Learn how donkeys interact with their surroundings and how it helps improve environmental diversity.
Natural environments are essential for our understanding of donkey ecology – that is, how donkeys interact with their environment, each other and other species.
An enriched environment is as important to donkeys as it is to us; it provides nutritional benefits and reinforces their mental and emotional wellbeing.
How is wildlife important to donkeys and mules?
It's all down to biodiversity. The variation and variability of life tell us a lot about the health of our environment. The number of different species and their abundance relies on healthy habitats and sustainable systems.

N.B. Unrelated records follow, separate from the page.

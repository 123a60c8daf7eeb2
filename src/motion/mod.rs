//! Motion controller link.
//!
//! `MotionLink` owns the transport to one controller and drives the
//! line-based command/acknowledgment protocol. Commands to a link are
//! strictly serialized: a caller holds the link for its entire
//! write-then-read exchange, so write/read pairs from different callers
//! never interleave and acknowledgments come back in submission order.

pub mod gcode;

use crate::error::{BenchError, BenchResult};
use crate::hardware::transport::MotionTransport;
use gcode::{is_ack, MoveTarget};
use log::{debug, info, warn};
use std::collections::HashMap;
use std::time::{Duration, Instant};
use tokio::sync::Mutex;

/// Link to one motion controller. `Disconnected` until [`connect`]
/// succeeds; fatal transport I/O tears it back down.
///
/// [`connect`]: MotionLink::connect
pub struct MotionLink {
    /// `None` = Disconnected. The mutex is the per-link serialization
    /// discipline: one in-flight command exchange at a time.
    transport: Mutex<Option<Box<dyn MotionTransport>>>,
    ack_timeout: Duration,
}

impl MotionLink {
    pub fn new() -> Self {
        Self::with_ack_timeout(Duration::from_secs(5))
    }

    pub fn with_ack_timeout(ack_timeout: Duration) -> Self {
        Self {
            transport: Mutex::new(None),
            ack_timeout,
        }
    }

    /// Bring the link up over `transport`.
    ///
    /// Runs the init handshake — identity query, millimeter units, absolute
    /// positioning — requiring an acknowledgment for each before the link
    /// counts as ready. Reconnecting over an existing connection tears the
    /// old transport down first.
    pub async fn connect(&self, mut transport: Box<dyn MotionTransport>) -> BenchResult<()> {
        for command in [
            gcode::FIRMWARE_INFO,
            gcode::UNITS_MM,
            gcode::ABSOLUTE_POSITIONING,
        ] {
            if let Err(e) = Self::submit(transport.as_mut(), command, true, self.ack_timeout).await
            {
                warn!("Motion link handshake failed at '{}': {}", command, e);
                let _ = transport.close().await;
                return Err(e);
            }
        }

        let mut guard = self.transport.lock().await;
        if let Some(mut old) = guard.replace(transport) {
            let _ = old.close().await;
        }
        info!("Motion link connected");
        Ok(())
    }

    /// Tear the link down. Safe when already disconnected.
    pub async fn disconnect(&self) -> BenchResult<()> {
        let mut guard = self.transport.lock().await;
        if let Some(mut transport) = guard.take() {
            transport.close().await?;
            info!("Motion link disconnected");
        }
        Ok(())
    }

    pub async fn is_connected(&self) -> bool {
        self.transport.lock().await.is_some()
    }

    /// Send a command sequence, optionally waiting for each line's
    /// acknowledgment.
    ///
    /// Returns the informational response lines read while waiting (the
    /// lines a position report arrives on). A timed-out command is not
    /// retried — the caller decides. Fatal I/O drops the transport, leaving
    /// the link Disconnected.
    pub async fn send_commands(
        &self,
        commands: &[String],
        wait_for_ack: bool,
    ) -> BenchResult<Vec<String>> {
        let mut guard = self.transport.lock().await;
        let mut info_lines = Vec::new();

        for command in commands {
            let transport = guard.as_mut().ok_or(BenchError::LinkDisconnected)?;
            match Self::submit(transport.as_mut(), command, wait_for_ack, self.ack_timeout).await
            {
                Ok(mut lines) => info_lines.append(&mut lines),
                Err(e) => {
                    if matches!(e, BenchError::Io(_)) {
                        if let Some(mut dead) = guard.take() {
                            let _ = dead.close().await;
                        }
                        warn!("Motion link torn down after transport failure: {}", e);
                    }
                    return Err(e);
                }
            }
        }
        Ok(info_lines)
    }

    /// Write one line and, when requested, read until its acknowledgment.
    async fn submit(
        transport: &mut dyn MotionTransport,
        command: &str,
        wait_for_ack: bool,
        ack_timeout: Duration,
    ) -> BenchResult<Vec<String>> {
        transport.write_line(command).await?;
        debug!("motion > {}", command);

        if !wait_for_ack {
            return Ok(Vec::new());
        }
        Self::await_ack(transport, ack_timeout).await
    }

    /// Read response lines until the ack token, collecting informational
    /// lines. Bounded: a silent transport produces `AckTimeout`, never an
    /// indefinite hang.
    async fn await_ack(
        transport: &mut dyn MotionTransport,
        ack_timeout: Duration,
    ) -> BenchResult<Vec<String>> {
        let deadline = Instant::now() + ack_timeout;
        let mut lines = Vec::new();

        while Instant::now() < deadline {
            match transport.read_line().await? {
                Some(line) if is_ack(&line) => {
                    debug!("motion < {}", line);
                    return Ok(lines);
                }
                Some(line) => {
                    if !line.is_empty() {
                        debug!("motion < {}", line);
                        lines.push(line);
                    }
                }
                None => {}
            }
        }
        Err(BenchError::AckTimeout(ack_timeout))
    }

    /// Absolute move; acknowledged, and with the completion barrier set the
    /// final ack corresponds to physical motion completion.
    pub async fn move_to(&self, target: &MoveTarget) -> BenchResult<()> {
        self.send_commands(&gcode::move_sequence(target), true)
            .await
            .map(|_| ())
    }

    /// Home the selected axes (all three when empty).
    pub async fn home(&self, axes: &str) -> BenchResult<()> {
        self.send_commands(&gcode::home_sequence(axes), true)
            .await
            .map(|_| ())
    }

    /// Declare the current position to be the given logical coordinates.
    pub async fn set_origin(&self, x: f64, y: f64, z: f64) -> BenchResult<()> {
        self.send_commands(&gcode::set_origin_sequence(x, y, z), true)
            .await
            .map(|_| ())
    }

    /// Emergency stop. Fire-and-forget: the controller halts, so no
    /// acknowledgment is awaited.
    pub async fn emergency_stop(&self) -> BenchResult<()> {
        self.send_commands(&[gcode::EMERGENCY_STOP.to_string()], false)
            .await
            .map(|_| ())
    }

    /// Query the controller's reported coordinates.
    ///
    /// The report arrives on the informational lines before the ack; the
    /// parsed axes come back keyed by lowercase axis letter.
    pub async fn position(&self) -> BenchResult<HashMap<String, f64>> {
        let lines = self
            .send_commands(&[gcode::POSITION_REPORT.to_string()], true)
            .await?;
        Ok(gcode::parse_position_report(&lines))
    }
}

impl Default for MotionLink {
    fn default() -> Self {
        Self::new()
    }
}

In turn, they make our environment biologically complicated and resilient to pressures such as a changing climate. By encouraging wildlife to thrive, we protect our vital resources, like suitable grassland for our donkeys to graze, long into the future.
How do donkeys help with biodiversity?
One of the most exciting developments over the last couple of years has been moving our donkeys onto species-rich grassland. The Weston Valley at Slade House Farm at our Sidmouth headquarters in Devon is an excellent example of grassland that has not received fertiliser or intensive management and therefore has naturally occurring wildflowers.
Grazing by donkeys can further increase the grassland species' diversity because they eat a wide variety of plants and happily take out the coarser and more dominant species that might otherwise shade out or outcompete herbs and fine grasses.
Donkeys enjoy woody and prickly species, so they are excellent at controlling gorse, thistle, bramble and other scrub species that might encroach and smother wildflowers. The vegetation tends to have lower sugar levels and be more fibrous, so this tends to suit donkeys much better nutritionally than typical single-grass paddocks. The variety of plants on offer means donkeys can express a wider range of foraging and browsing behaviours, testing and selecting different tastes and textures, nibbling and chewing as well as grazing.
If allowed to graze and move around a large area freely, donkeys leave behind variable grasses, which means there is a lot of variation in the grass's structure and height, creating a range of conditions for different species to establish and thrive – again increasing botanical diversity. Last summer, we saw pignut, birds-foot trefoil, vetches, black knapweed, meadow vetchling and common-spotted orchid flourish.